Я отрицательно машу головой, посмеиваясь внутри себя над герцогом. Вильгельм Второй почёсывается тут и там. Гостиница «Три кота» не могла похвастаться ни одним котом, зато клопов было в избытке. Потому весь вид Вильгельма выражает желание как можно скорее убраться отсюда. А вывешенные с утра на площади черепа только обостряют его желание и, скорее всего, добавят скорости лошадям.
Герцог показал себя, мягко говоря, не самым лучшим образом. И не мрачный свет Вольфаха был тому причиной. Всё величие Вильгельма основывалось на звоне золотых монет и титуле. А в нынешней ситуации нет никакого толка ни от первого, ни тем более, от второго. И всё же при свете дня герцог гордо задирает подбородок и поглядывает в сторону Рика, осмелившись потребовать назад свой револьвер. Рик ухмыляется, поигрывая им на пальце.
– Какие жадные у тебя знакомые, Аманда. Жадные и бестолковые. Ни зверя отпугнуть, ни оружием для защиты снабдить.
Герцог надувает щёки от злости:
– Жадность? Никто не может упрекнуть ге… кхе-кхе… меня в жадности! Я дарю тебе этот револьвер, Аманда.

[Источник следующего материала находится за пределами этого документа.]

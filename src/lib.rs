//! Hex Bounce - a ball bouncing inside a spinning hexagon
//!
//! Core modules:
//! - `sim`: Deterministic simulation (integration, rotation, collisions)
//! - `renderer`: Frame geometry for a WebGPU host
//! - `platform`: Host-side pacing
//! - `settings`: Data-driven configuration

pub mod platform;
pub mod renderer;
pub mod settings;
pub mod sim;

pub use settings::{ConfigError, SimConfig};

use glam::DVec2;

/// Default configuration constants
pub mod consts {
    /// Window dimensions (pixels)
    pub const WINDOW_WIDTH: u32 = 800;
    pub const WINDOW_HEIGHT: u32 = 800;
    /// Target tick rate (ticks per second)
    pub const TICK_RATE: u32 = 60;
    /// Maximum ticks per frame to prevent spiral of death
    pub const MAX_SUBSTEPS: u32 = 8;

    /// Ball defaults
    pub const BALL_RADIUS: f64 = 15.0;
    /// Added to vertical velocity every tick (pixels/tick², y down)
    pub const GRAVITY: f64 = 0.5;
    /// Multiplicative velocity damping per tick
    pub const FRICTION: f64 = 0.995;

    /// Hexagon defaults
    pub const HEXAGON_RADIUS: f64 = 300.0;
    /// Degrees per tick
    pub const ROTATION_SPEED: f64 = 0.5;
    pub const OUTLINE_WIDTH: f32 = 5.0;

    /// Velocity kept after a wall bounce
    pub const BOUNCE_DAMPING: f64 = 0.95;
}

/// Convert polar (r, theta) to cartesian (x, y)
#[inline]
pub fn polar_to_cartesian(r: f64, theta: f64) -> DVec2 {
    DVec2::new(r * theta.cos(), r * theta.sin())
}

/// Rotate `point` about `center` by `theta` radians
#[inline]
pub fn rotate_about(point: DVec2, center: DVec2, theta: f64) -> DVec2 {
    center + DVec2::from_angle(theta).rotate(point - center)
}
//! Host-side platform helpers
//!
//! The simulation never reads a clock. Hosts translate wall-clock frame time
//! into a whole number of fixed ticks here.

pub mod clock;

pub use clock::FixedStepClock;
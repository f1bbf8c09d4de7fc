//! Regular hexagon rotating about a fixed center
//!
//! The polygon keeps its unrotated base vertices and recomputes the
//! world-space vertices from the accumulated angle on every rotation, so
//! rounding error never compounds from tick to tick.

use glam::DVec2;

use crate::{polar_to_cartesian, rotate_about};

/// Number of vertices (and edges) of the container
pub const HEXAGON_SIDES: usize = 6;

/// A line segment between two consecutive polygon vertices
#[derive(Debug, Clone, Copy, PartialEq)]
pub struct Edge {
    /// Edge index (0..6), edge i runs from vertex i to vertex i+1
    pub index: usize,
    pub start: DVec2,
    pub end: DVec2,
}

impl Edge {
    /// Edge direction vector (end - start)
    #[inline]
    pub fn vector(&self) -> DVec2 {
        self.end - self.start
    }

    #[inline]
    pub fn is_degenerate(&self) -> bool {
        self.vector().length_squared() == 0.0
    }
}

/// A regular hexagon spinning about its center
#[derive(Debug, Clone)]
pub struct RotatingPolygon {
    center: DVec2,
    circumradius: f64,
    /// Accumulated rotation (degrees, unbounded)
    angle: f64,
    /// Vertices at angle 0
    base_vertices: [DVec2; HEXAGON_SIDES],
    /// Vertices at the current angle
    vertices: [DVec2; HEXAGON_SIDES],
}

impl RotatingPolygon {
    /// Build a hexagon with vertex i at i * 60° from the positive x-axis
    pub fn new(center: DVec2, circumradius: f64) -> Self {
        let step = std::f64::consts::TAU / HEXAGON_SIDES as f64;
        let base_vertices: [DVec2; HEXAGON_SIDES] =
            std::array::from_fn(|i| center + polar_to_cartesian(circumradius, step * i as f64));

        Self {
            center,
            circumradius,
            angle: 0.0,
            base_vertices,
            vertices: base_vertices,
        }
    }

    /// Advance the rotation and recompute world-space vertices
    ///
    /// Positive deltas turn counterclockwise in math coordinates, which is
    /// clockwise on a y-down screen.
    pub fn rotate(&mut self, delta_degrees: f64) {
        self.angle += delta_degrees;
        let theta = self.angle.to_radians();
        for (vertex, base) in self.vertices.iter_mut().zip(&self.base_vertices) {
            *vertex = rotate_about(*base, self.center, theta);
        }
    }

    #[inline]
    pub fn center(&self) -> DVec2 {
        self.center
    }

    #[inline]
    pub fn circumradius(&self) -> f64 {
        self.circumradius
    }

    /// Total rotation applied so far (degrees)
    #[inline]
    pub fn angle_degrees(&self) -> f64 {
        self.angle
    }

    /// Current world-space vertices, in winding order
    #[inline]
    pub fn vertices(&self) -> &[DVec2; HEXAGON_SIDES] {
        &self.vertices
    }

    /// Edges in fixed order 0..6
    pub fn edges(&self) -> impl Iterator<Item = Edge> + '_ {
        (0..HEXAGON_SIDES).map(move |i| Edge {
            index: i,
            start: self.vertices[i],
            end: self.vertices[(i + 1) % HEXAGON_SIDES],
        })
    }

    /// Distance from the center to each edge midpoint
    pub fn apothem(&self) -> f64 {
        self.circumradius * (std::f64::consts::PI / HEXAGON_SIDES as f64).cos()
    }
}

– Уверен? – издевательски тянет Рик, – такая милая штучка… Рукоять из белого дерева, серебряные завитушки…
– Уверен, – самодовольно улыбается герцог, – для меня это мелочи, не стоящие внимания.

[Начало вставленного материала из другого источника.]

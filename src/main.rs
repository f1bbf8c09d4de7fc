//! Hex Bounce entry point
//!
//! Headless native runner: builds the simulation from a config, advances it
//! tick by tick and reports what happened. Windowing is left to a host.

use std::path::PathBuf;
use std::time::{Duration, Instant};

use anyhow::{Context, Result};
use clap::Parser;
use serde::Serialize;

use hex_bounce::platform::FixedStepClock;
use hex_bounce::renderer::build_frame;
use hex_bounce::sim::{SimState, tick};
use hex_bounce::SimConfig;
use hex_bounce::consts::MAX_SUBSTEPS;

#[derive(Parser, Debug)]
#[command(author, version, about = "Ball bouncing in a spinning hexagon", long_about = None)]
struct Cli {
    /// JSON config file (missing fields take defaults)
    #[arg(long)]
    config: Option<PathBuf>,
    /// Number of ticks to simulate
    #[arg(long, default_value_t = 600)]
    ticks: u64,
    /// Rotation per tick in degrees (overrides the config)
    #[arg(long, allow_hyphen_values = true)]
    rotation: Option<f64>,
    /// Print one JSON line per tick
    #[arg(long)]
    trace: bool,
    /// Pace ticks at the configured tick rate
    #[arg(long)]
    realtime: bool,
    /// Most ticks to catch up on per frame in realtime mode
    #[arg(long, default_value_t = MAX_SUBSTEPS)]
    max_substeps: u32,
    /// Print the effective config as JSON and exit
    #[arg(long)]
    print_config: bool,
}

/// One line of `--trace` output
#[derive(Serialize)]
struct TraceLine {
    tick: u64,
    pos: [f64; 2],
    vel: [f64; 2],
    angle: f64,
    bounces: Vec<usize>,
}

impl TraceLine {
    fn from_state(state: &SimState) -> Self {
        Self {
            tick: state.time_ticks,
            pos: state.ball.pos.to_array(),
            vel: state.ball.vel.to_array(),
            angle: state.hexagon.angle_degrees(),
            bounces: state.bounces().map(|b| b.contact.edge).collect(),
        }
    }
}

fn load_config(cli: &Cli) -> Result<SimConfig> {
    let mut config = match &cli.config {
        Some(path) => {
            let json = std::fs::read_to_string(path)
                .with_context(|| format!("read config {}", path.display()))?;
            SimConfig::from_json(&json).with_context(|| format!("load config {}", path.display()))?
        }
        None => SimConfig::default(),
    };

    if let Some(rotation) = cli.rotation {
        config.rotation_speed = rotation;
    }
    config.validate()?;
    Ok(config)
}

fn run(cli: &Cli, config: &SimConfig) -> Result<SimState> {
    let mut state = config.build_state();
    let mut clock = FixedStepClock::new(config.tick_secs()).with_max_substeps(cli.max_substeps);
    let mut last = Instant::now();

    while state.time_ticks < cli.ticks {
        let due = if cli.realtime {
            std::thread::sleep(Duration::from_secs_f64(clock.step_secs() / 2.0));
            let now = Instant::now();
            let due = clock.advance((now - last).as_secs_f64());
            last = now;
            log::trace!("{} ticks due, alpha {:.3}", due, clock.alpha());
            due as u64
        } else {
            1
        };

        for _ in 0..due.min(cli.ticks - state.time_ticks) {
            tick(&mut state, config.rotation_speed);
            if cli.trace {
                println!("{}", serde_json::to_string(&TraceLine::from_state(&state))?);
            }
        }
    }

    Ok(state)
}

fn main() -> Result<()> {
    env_logger::init();
    let cli = Cli::parse();
    let config = load_config(&cli)?;

    if cli.print_config {
        println!("{}", config.to_json_pretty()?);
        return Ok(());
    }

    log::info!(
        "Hex Bounce starting: {} ticks at {:.2} deg/tick",
        cli.ticks,
        config.rotation_speed
    );

    let state = run(&cli, &config)?;

    let frame = build_frame(&state, &config);
    let frame_bytes: &[u8] = bytemuck::cast_slice(&frame);

    log::info!(
        "done after {} ticks: {} bounces, ball at ({:.1}, {:.1}), speed {:.2}",
        state.time_ticks,
        state.bounce_count,
        state.ball.pos.x,
        state.ball.pos.y,
        state.ball.speed()
    );
    log::info!(
        "final frame: {} vertices ({} bytes)",
        frame.len(),
        frame_bytes.len()
    );
    if state.escaped {
        log::warn!("ball escaped the hexagon during the run");
    }

    Ok(())
}
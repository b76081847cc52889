use std::path::PathBuf;

use chrono::NaiveDate;
use clap::{Parser, Subcommand};
use finlogix_store::export::ExportFormat;
use finlogix_store::model::TransactionKind;

pub fn parse_iso_date(value: &str) -> Result<NaiveDate, String> {
    if value.len() != 10 {
        return Err("date must use YYYY-MM-DD format".to_string());
    }

    let bytes = value.as_bytes();
    if bytes[4] != b'-' || bytes[7] != b'-' {
        return Err("date must use YYYY-MM-DD format".to_string());
    }

    for index in [0usize, 1, 2, 3, 5, 6, 8, 9] {
        if !bytes[index].is_ascii_digit() {
            return Err("date must use YYYY-MM-DD format".to_string());
        }
    }

    NaiveDate::parse_from_str(value, "%Y-%m-%d")
        .map_err(|_| "date must use valid calendar values".to_string())
}

pub fn parse_transaction_kind(value: &str) -> Result<TransactionKind, String> {
    TransactionKind::parse(value).ok_or_else(|| "type must be one of: income, expense".to_string())
}

pub fn parse_export_format(value: &str) -> Result<ExportFormat, String> {
    match value {
        "csv" => Ok(ExportFormat::Csv),
        "pdf" => Ok(ExportFormat::Pdf),
        _ => Err("format must be one of: csv, pdf".to_string()),
    }
}

/// Extended help shown after `finlogix add --help`.
pub const ADD_AFTER_HELP: &str = "\
Field rules (all four fields are required):
  --title <text>
    Free-text description of the transaction.
    Example: `--title \"Monthly salary\"`

  --amount <number>
    Positive amount in naira. No currency symbol, no thousands separators.
    Example: `--amount 150000`

  --type <income|expense>
    Exactly one of the two kinds; there is no other variant.

  --date <YYYY-MM-DD>
    Calendar date of the transaction, date only.
    Example: `--date 2025-01-05`

A rejected add changes nothing: fix the reported fields and rerun.
There is no edit command. To correct a recorded transaction, run
`finlogix remove <id>` and add it again.
";

#[derive(Debug, Parser)]
#[command(
    name = "finlogix",
    version,
    about = "personal finance tracker",
    disable_help_subcommand = true
)]
pub struct Cli {
    #[command(subcommand)]
    pub command: Commands,
}

#[derive(Debug, Subcommand)]
pub enum Commands {
    /// Record a new income or expense transaction
    #[command(after_long_help = ADD_AFTER_HELP)]
    Add {
        /// Free-text description (e.g. "Monthly salary")
        #[arg(long)]
        title: String,
        /// Positive amount in naira
        #[arg(long)]
        amount: f64,
        /// Transaction kind: income or expense
        #[arg(long = "type", value_parser = parse_transaction_kind)]
        kind: TransactionKind,
        /// Transaction date (YYYY-MM-DD)
        #[arg(long, value_parser = parse_iso_date)]
        date: NaiveDate,
        /// Emit machine-readable JSON output
        #[arg(long)]
        json: bool,
    },
    /// Remove one transaction by id
    Remove {
        /// The transaction id to remove (e.g. txn_abc123)
        id: String,
        /// Emit machine-readable JSON output
        #[arg(long)]
        json: bool,
    },
    /// Delete every recorded transaction
    Clear {
        /// Skip the confirmation prompt
        #[arg(long)]
        yes: bool,
        /// Emit machine-readable JSON output (requires --yes)
        #[arg(long)]
        json: bool,
    },
    /// Show the transaction history
    List {
        /// Case-insensitive title search
        #[arg(long)]
        search: Option<String>,
        /// Emit machine-readable JSON output
        #[arg(long)]
        json: bool,
    },
    /// Show total income, total expense, and current balance
    Summary {
        /// Emit machine-readable JSON output
        #[arg(long)]
        json: bool,
    },
    /// Export the transaction history as a report file
    Export {
        /// Output format: csv or pdf
        #[arg(value_parser = parse_export_format)]
        format: ExportFormat,
        /// Case-insensitive title search applied before export
        #[arg(long)]
        search: Option<String>,
        /// Directory to write the report into (defaults to the current directory)
        #[arg(long)]
        out: Option<PathBuf>,
        /// Emit machine-readable JSON output
        #[arg(long)]
        json: bool,
    },
}

#[cfg(test)]
pub fn parse_from<I, T>(itr: I) -> Result<Cli, clap::Error>
where
    I: IntoIterator<Item = T>,
    T: Into<std::ffi::OsString> + Clone,
{
    Cli::try_parse_from(itr)
}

И только выговорив последнее слово, он понимает, в какое нелепое положение поставил его Рик, подставив ему изящную подножку. Поэтому Вильгельм торопливо прощается и велит Манфреду вручить мне напоследок полотняный мешочек с пулями. Серебряными.
Я провожаю глазами богато украшенный экипаж, понёсшийся прочь из Вольфаха.
– Ты только подумай, чего ты себя лишила! Мягкие подушки экипажа, скорое возвращение в многотысячное скопище человеческих тушек!.. – ухмыляется Рикардо.
– Ага, ванна, полная шампанского, в котором плавают розовые лепестки, внимание десятков поклонников, – в тон ему отвечаю я, нарочно мечтательно улыбаясь, и добавляю, – как только разберусь с Вольфахом, вернусь в свою привычную жизнь!
– Тогда не надо было тащить сюда свою попку, черканула бы пару строк соболезнования дальним родственникам. Или нет… За тебя бы это сделал толстяк, а ты в конце поставила закорючку. Аманда Штерн – заносчивая сучка, у которой нет времени на подобные глупости.